Не прошло и недели, как на фабрику потянулись женщины из разных сел. Всех интересовало, как относиться к слухам насчет мужей.

— Ничего не знаю, — пожимал плечами Никита.

Но женщины, словно рехнувшись, не верили ему; одни пытались уговорить, другие яростно набрасывались на него, требуя, чтобы он показал тайный приказ о мужьях.

Рассада уже вызрела. Сочные стебли темно-зеленого цвета стали желтеть. Вместе с ними желтел и Никита. Еще несколько дней, и если рассаду не перенести в поле, она пропадет.

— Лишь бы высадить, — беспрестанно твердил он себе, — а там будет легче.

— Это правда, что к той, кто посадит полгектара табака, приедет муж? — терзали его непрошеные посланцы сел. — Вы директор и должны знать!

Он двусмысленно отвечал:

— Неизвестно. Поживем — увидим. Я слышал другое: идет речь, что нам дадут материю и сахар.
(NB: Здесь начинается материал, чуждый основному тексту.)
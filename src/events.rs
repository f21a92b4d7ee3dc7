//! Hand-off from interrupt handlers to the main loop
//!
//! Interrupt handlers only record what happened: a timer tick, a finished conversion, a tilt
//! edge. The main loop collects everything recorded since its last pass with [`EventLatch::take`]
//! and does the actual work. A main loop that only runs on a tick uses
//! [`EventLatch::take_if`], so results that arrive between ticks wait for the next one. All
//! access goes through a critical section.

use bitflags::bitflags;
use core::cell::Cell;
use critical_section::Mutex;

bitflags! {
    /// Kinds of event raised by interrupt handlers
    #[derive(Debug, Clone, Copy, PartialEq, Eq, Default)]
    pub struct Events: u8 {
        /// Sample timer fired
        const TICK = 1 << 0;
        /// An ADC conversion finished
        const SAMPLE = 1 << 1;
        /// The tilt switch changed
        const TILT = 1 << 2;
    }
}

/// Everything recorded since the last [`EventLatch::take`]
#[derive(Debug, Clone, Copy, PartialEq, Eq, Default)]
pub struct Pending {
    /// Which events were raised
    pub events: Events,
    /// Latest conversion result, valid when `events` contains `SAMPLE`
    pub sample: u16,
    /// Number of tilt edges, saturating
    pub tilt_edges: u8,
}

impl Pending {
    const NONE: Pending = Pending {
        events: Events::empty(),
        sample: 0,
        tilt_edges: 0,
    };

    /// The conversion result, if one finished
    pub fn sample(&self) -> Option<u16> {
        self.events.contains(Events::SAMPLE).then_some(self.sample)
    }
}

/// Interrupt-safe event store, meant to live in a `static`
pub struct EventLatch {
    pending: Mutex<Cell<Pending>>,
}

impl EventLatch {
    /// Create an empty latch
    pub const fn new() -> Self {
        EventLatch {
            pending: Mutex::new(Cell::new(Pending::NONE)),
        }
    }

    fn update(&self, f: impl FnOnce(&mut Pending)) {
        critical_section::with(|cs| {
            let cell = self.pending.borrow(cs);
            let mut pending = cell.get();
            f(&mut pending);
            cell.set(pending);
        });
    }

    /// Raise one or more events
    pub fn raise(&self, events: Events) {
        self.update(|p| p.events |= events);
    }

    /// Store a conversion result and raise `SAMPLE`. A result not yet taken is overwritten.
    pub fn record_sample(&self, sample: u16) {
        self.update(|p| {
            p.events |= Events::SAMPLE;
            p.sample = sample;
        });
    }

    /// Count a tilt edge and raise `TILT`
    pub fn record_tilt_edge(&self) {
        self.update(|p| {
            p.events |= Events::TILT;
            p.tilt_edges = p.tilt_edges.saturating_add(1);
        });
    }

    /// Take everything recorded so far, leaving the latch empty
    pub fn take(&self) -> Pending {
        critical_section::with(|cs| self.pending.borrow(cs).replace(Pending::NONE))
    }

    /// Take everything recorded so far, but only once `events` have all been raised. Until then
    /// the latch keeps accumulating and nothing is lost.
    pub fn take_if(&self, events: Events) -> Option<Pending> {
        critical_section::with(|cs| {
            let cell = self.pending.borrow(cs);
            cell.get()
                .events
                .contains(events)
                .then(|| cell.replace(Pending::NONE))
        })
    }
}

impl Default for EventLatch {
    fn default() -> Self {
        EventLatch::new()
    }
}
Про материю и сахар ему говорил приезжавший из Сорок уполномоченный. Слухи о возвращении мужей и оплате товарами вызвали некоторое оживление. Расчеты, связанные с контрактацией, производил Василий. Он тоже то тут, то там подбрасывал словцо о мужьях.

Так закончилась посадка.

Но вот настало время прополки, а из всех обещаний ни одно не было выполнено. Тогда-то и пришли настоящие беды. Обозленные женщины не хотели больше обрабатывать табак. Наконец-то они смогут отомстить этому вонючему растению, которое преждевременно сожрало их детство и молодость. Почти все они, едва научившись ходить, уже закладывали парники, уже держали иголки для нанизывания листьев. С детства ходили в юбках, просмоленных табаком, все лето у них были желтые от никотина пальцы. Они надрывались, вытаскивая по нескольку раз в день тяжелые рамы из складов и внося их обратно. Но зарабатывали на этом чахотку и головные боли. Когда осенью видели, что ничего им не причитается, что они остаются еще должны казне, выли по неделям, клялись самым дорогим для них на свете, что больше не будут сажать табак. А весной снова брались за него, забыв про все свои клятвы. Весной выдавали авансы — тысячу лей или пятьсот. Как кому. Пятьсот лей весной для бедного крестьянина было чудом, пришедшим, чтобы спасти его. Правда, осенью их нужно было вернуть. Но кто в то время думал об осени! До осени могло прогореть табачное общество, мог наступить потоп. Чего не могло случиться до осени!.. И они накидывались на эти пятьсот лей, забывая про все, надеясь, что на этот раз им улыбнется счастье. Но каждый раз табак оказывался плохого качества, а качество зависело от многого: от места, где хранили и сушили табак, от капризов погоды, наконец, от характера приемщика. Если принимал такой, как Руга, то напрасны были все старания вырастить хороший сорт, желтый, как яичный желток. Даже не глядя, он относил табак к третьему сорту, а еще чаще браковал. Брак никак не оплачивался. Когда начиналась приемка, возле фабрики снова слышались плач, проклятия… Так жило село из года в год. Табак был для него язвой, дьявольской картежной игрой, где ставка — жизнь и здоровье. Долги переходили от отцов к детям до седьмого колена. И ни у кого не было сил распутать их.